ACTION ITEM. Print the records exactly as given.

RECORDS PROVIDED.

......

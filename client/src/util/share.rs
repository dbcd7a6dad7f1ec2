//! Sharing product and shop links through the Web Share API, with a
//! clipboard fallback for browsers that lack it.

#[cfg(test)]
#[path = "share_test.rs"]
mod share_test;

/// What happened when the user pressed "share".
#[derive(Clone, Copy, Debug, PartialEq, Eq)]
pub enum ShareOutcome {
    Shared,
    Copied,
    Failed,
}

impl ShareOutcome {
    /// Toast text for the outcome; a completed native share needs none.
    pub fn toast_message(self) -> Option<&'static str> {
        match self {
            Self::Shared => None,
            Self::Copied => Some("Tautan disalin ke clipboard."),
            Self::Failed => Some("Gagal membagikan tautan."),
        }
    }
}

/// Absolute link to a product page on the given site origin.
pub fn product_link(origin: &str, product_id: &str) -> String {
    format!("{}/products/{product_id}", origin.trim_end_matches('/'))
}

/// Share `url` natively when possible, otherwise copy it.
#[cfg(feature = "hydrate")]
pub async fn share_link(title: &str, url: &str) -> ShareOutcome {
    use js_sys::Reflect;
    use wasm_bindgen::JsCast as _;
    use wasm_bindgen::JsValue;

    let Some(window) = web_sys::window() else {
        return ShareOutcome::Failed;
    };
    let navigator = window.navigator();

    let share_fn = Reflect::get(&navigator, &JsValue::from_str("share"))
        .ok()
        .and_then(|f| f.dyn_into::<js_sys::Function>().ok());
    if let Some(share_fn) = share_fn {
        let data = js_sys::Object::new();
        let _ = Reflect::set(&data, &JsValue::from_str("title"), &JsValue::from_str(title));
        let _ = Reflect::set(&data, &JsValue::from_str("url"), &JsValue::from_str(url));
        if let Ok(promise) = share_fn.call1(&navigator, &data) {
            if let Ok(promise) = promise.dyn_into::<js_sys::Promise>() {
                if wasm_bindgen_futures::JsFuture::from(promise).await.is_ok() {
                    return ShareOutcome::Shared;
                }
            }
        }
    }

    if let Some(clipboard) = navigator.clipboard() {
        if wasm_bindgen_futures::JsFuture::from(clipboard.write_text(url)).await.is_ok() {
            return ShareOutcome::Copied;
        }
    }
    ShareOutcome::Failed
}

/// Origin of the current page, e.g. `https://lapak.id`.
#[cfg(feature = "hydrate")]
pub fn current_origin() -> String {
    web_sys::window()
        .and_then(|w| w.location().origin().ok())
        .unwrap_or_default()
}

......

WRITTEN ANSWER.
filename client/src/util/share.rs
repository dbcd7a6dad7f1ec2
//! Sharing product and shop links through the Web Share API, with a
//! clipboard fallback for browsers that lack it.

#[cfg(test)]
#[path = "share_test.rs"]
mod share_test;

/// What happened when the user pressed "share".
#[derive(Clone, Copy, Debug, PartialEq, Eq)]
pub enum ShareOutcome {
    Shared,
    Copied,
    Failed,
}

impl ShareOutcome {
    /// Toast text for the outcome; a completed native share needs none.
    pub fn toast_message(self) -> Option<&'static str> {
        match self {
            Self::Shared => None,
            Self::Copied => Some("Tautan disalin ke clipboard."),
            Self::Failed => Some("Gagal membagikan tautan."),
        }
    }
}

/// Absolute link to a product page on the given site origin.
pub fn product_link(origin: &str, product_id: &str) -> String {
    format!("{}/products/{product_id}", origin.trim_end_matches('/'))
}

/// Share `url` natively when possible, otherwise copy it.
#[cfg(feature = "hydrate")]
pub async fn share_link(title: &str, url: &str) -> ShareOutcome {
    use js_sys::Reflect;
    use wasm_bindgen::JsCast as _;
    use wasm_bindgen::JsValue;

    let Some(window) = web_sys::window() else {
        return ShareOutcome::Failed;
    };
    let navigator = window.navigator();

    let share_fn = Reflect::get(&navigator, &JsValue::from_str("share"))
        .ok()
        .and_then(|f| f.dyn_into::<js_sys::Function>().ok());
    if let Some(share_fn) = share_fn {
        let data = js_sys::Object::new();
        let _ = Reflect::set(&data, &JsValue::from_str("title"), &JsValue::from_str(title));
        let _ = Reflect::set(&data, &JsValue::from_str("url"), &JsValue::from_str(url));
        if let Ok(promise) = share_fn.call1(&navigator, &data) {
            if let Ok(promise) = promise.dyn_into::<js_sys::Promise>() {
                if wasm_bindgen_futures::JsFuture::from(promise).await.is_ok() {
                    return ShareOutcome::Shared;
                }
            }
        }
    }

    if let Some(clipboard) = navigator.clipboard() {
        if wasm_bindgen_futures::JsFuture::from(clipboard.write_text(url)).await.is_ok() {
            return ShareOutcome::Copied;
        }
    }
    ShareOutcome::Failed
}

/// Origin of the current page, e.g. `https://lapak.id`.
#[cfg(feature = "hydrate")]
pub fn current_origin() -> String {
    web_sys::window()
        .and_then(|w| w.location().origin().ok())
        .unwrap_or_default()
}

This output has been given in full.